I was in some doubt whether to reproduce this post as it is one area in which my experiences have, to some extent, modified my perceptions. Certainly I have come to have a different view of the Positive Mental Health Group, or more accurately its members and the work they did. On the other hand it is how I felt at the time and my broader views have not really changed.
29th June 2007
I went to a meeting of an organisation called the Positive Mental Health Group yesterday, which is funded by the Birmingham and Solihull Mental Health NHS Trust. As an experience this was quite an ordeal; any social interaction is, but this was the first time I had been to a meeting with an agenda and minutes for what I might poetically describe as long years. I have quite a lot to say about this experience but should preface my remarks by saying that I have no doubt that the people involved are well-intentioned and hard-working. It may well be that my remarks are unfair and based on a very limited perception. But I felt the whole experience as an example of the slightly fantastic quality which so frequently recurs in modern Britain. On a grand scale we had a perfect example on Wednesday when Tony Blair give his final speech in the Commons, and at its conclusion all the MP’s (with the highly creditable exception of the Scottish Nationalists) rose to applaud. Apart from the Trollopian quality – the revelation of pretended divisions and rival ideologies as sham, the reality of a united ruling class – what struck me about this was that I had earlier been listening to a radio phone-in on Blair’s legacy where callers discussed how the health service or schools or redundancy had wrecked their, or those they cared for, lives. The gap between the images of the House of Commons applauding and what was actually happening in people’s lives. Now it might be argued that this has always been so. But actually this is not true. Thatcher, for instance, was a bitterly divisive figure. I do not think that anyone would have believed for a single minute that she ‘cared’, that everything about her was positive – she was an obvious class warrior, determined to ensure the bosses’ triumph (the means by which she achieved this are much more complicated and devious than is sometimes appreciated but that is another story). Not even the British media would have attempted to portray her as blandly positive. Her many media supporters lauded her to the skies but their bias was patently obvious and it was easy to find negativity too. Blair has somehow elided this so you get an enormous gulf between what is represented and what many people think and feel. This is presented as ‘political apathy’.
A similar example has occurred with the flooding. We see the images and hear the voices of people standing in their wrecked homes, but a Government Minister I have just heard talks about long-term planning, carbon-emission reduction and the wonderful work of the Emergency Services and local councils.

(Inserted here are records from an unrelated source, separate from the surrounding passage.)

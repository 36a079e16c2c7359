//! SQLite backend for the daybook store.
//!
//! Wraps [`tokio_rusqlite`] so all database access runs on a dedicated thread
//! without blocking the async runtime. One table per tracker; the schema is
//! versioned through `PRAGMA user_version` (see [`schema`]).

mod encode;
mod store;

pub mod error;
pub mod schema;
pub mod table;

pub use error::{Error, Result};
pub use schema::SCHEMA_VERSION;
pub use store::SqliteStore;

#[cfg(test)]
mod tests;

Yet earlier this morning I heard a woman from Doncaster, who’s house has been wrecked, talking about how she has been trying for years to get her local council to do something, how they rang up for sandbags before the floods arrived and were told the council had none. This is another classic example of ‘spin’. But again it can be said ‘spin’ has always existed and so it has. What I find new is that spin now is so relentlessly positive. Many great spins (Bolshevik gold) were classically negative, satiric, blatant untruths. What happens now is the implication that anyone who is negative, be it interviewer, member of the public, opponent, whoever, is somehow morally wrong. That there is, per se, some moral virtue in positivity.

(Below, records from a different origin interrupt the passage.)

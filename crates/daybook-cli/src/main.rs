//! `daybook`: command-line front end for the health journal.
//!
//! # Usage
//!
//! ```
//! daybook fluid add --amount 250
//! daybook fluid day 2025-04-14
//! daybook weight set --kg 71.4
//! daybook --config ~/.config/daybook/daybook.toml report weight --newest-first
//! ```
//!
//! Settings come from the TOML file, then `DAYBOOK_*` environment variables
//! (`DAYBOOK_STORE_PATH`, `DAYBOOK_FLUID_SLOTS=8,10,12`), then flags.

mod commands;
mod settings;

use std::path::PathBuf;

use anyhow::Context as _;
use clap::Parser;
use commands::{Command, Session};
use daybook_store_sqlite::SqliteStore;
use tracing::level_filters::LevelFilter;
use tracing_subscriber::EnvFilter;

use crate::settings::Settings;

#[derive(Parser, Debug)]
#[command(name = "daybook", author, version, about = "Personal health journal")]
struct Cli {
  /// Path to the TOML configuration file.
  #[arg(short, long, default_value = "daybook.toml")]
  config: PathBuf,

  /// SQLite file to use, overriding the configured `store_path`.
  #[arg(long, value_name = "PATH")]
  store: Option<PathBuf>,

  /// Print listings as JSON.
  #[arg(long, global = true)]
  json: bool,

  #[command(subcommand)]
  command: Command,
}

#[tokio::main]
async fn main() -> anyhow::Result<()> {
  // Logs go to stderr; stdout carries command output.
  tracing_subscriber::fmt()
    .with_env_filter(
      EnvFilter::builder()
        .with_default_directive(LevelFilter::INFO.into())
        .from_env_lossy(),
    )
    .with_writer(std::io::stderr)
    .init();

  let cli = Cli::parse();

  let mut settings = Settings::load(&cli.config)?;
  if let Some(store) = cli.store {
    settings.store_path = store;
  }

  let store_path = settings.resolved_store_path();
  if let Some(parent) = store_path.parent()
    && !parent.as_os_str().is_empty()
  {
    std::fs::create_dir_all(parent)
      .with_context(|| format!("failed to create {}", parent.display()))?;
  }

  let store = SqliteStore::open(&store_path)
    .await
    .with_context(|| format!("failed to open store at {store_path:?}"))?;
  tracing::debug!(path = %store_path.display(), "store open");

  let session = Session { store, settings, json: cli.json };
  cli.command.run(&session).await
}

And it is here that I can, at last, refer back to my own field of knowledge – depression. As well as a medical condition, there is a suggestion that there is some moral fault in negativity. That mental health is associated with positivity. Now I would be the last person to deny the crippling and horrific reality of being in the ‘black hole’ when every thought is wholly negative, self-loathing, guilty, despairing and suicidal. This is an illness and a terrible one. If it can be alleviated for some or many people by regimes of ‘positive thinking’ (Cognitive Behavioural Therapy) then I am all for them. But I insist that these are medical procedures, who’s worth is to be judged solely by their medical efficacy in each individual case; they have no innate or moral worth. But the transition is all too easily and too often made. Positivity is transformed from a medical to a moral virtue. Then those who are ‘guilty’ of negativity are arraigned at a moral (or political) bar. This is a denial of both human freedom and the facts of human existence. There is so much in the world, at both a personal and a general level, about which it is in fact ‘right’ that we should be negative. All great literature and works of the imagination contain both the positive and the negative. Negativity is an essential part of our humanity.
So I have some problems with the concept of Positive Mental Health. As I say I may be maligning the organisation unfairly. But because we live in an age where positivity is transformed into a moral virtue I think it vitally important that we insist that ‘Mental Health’ (if such a condition is possible) includes negativity.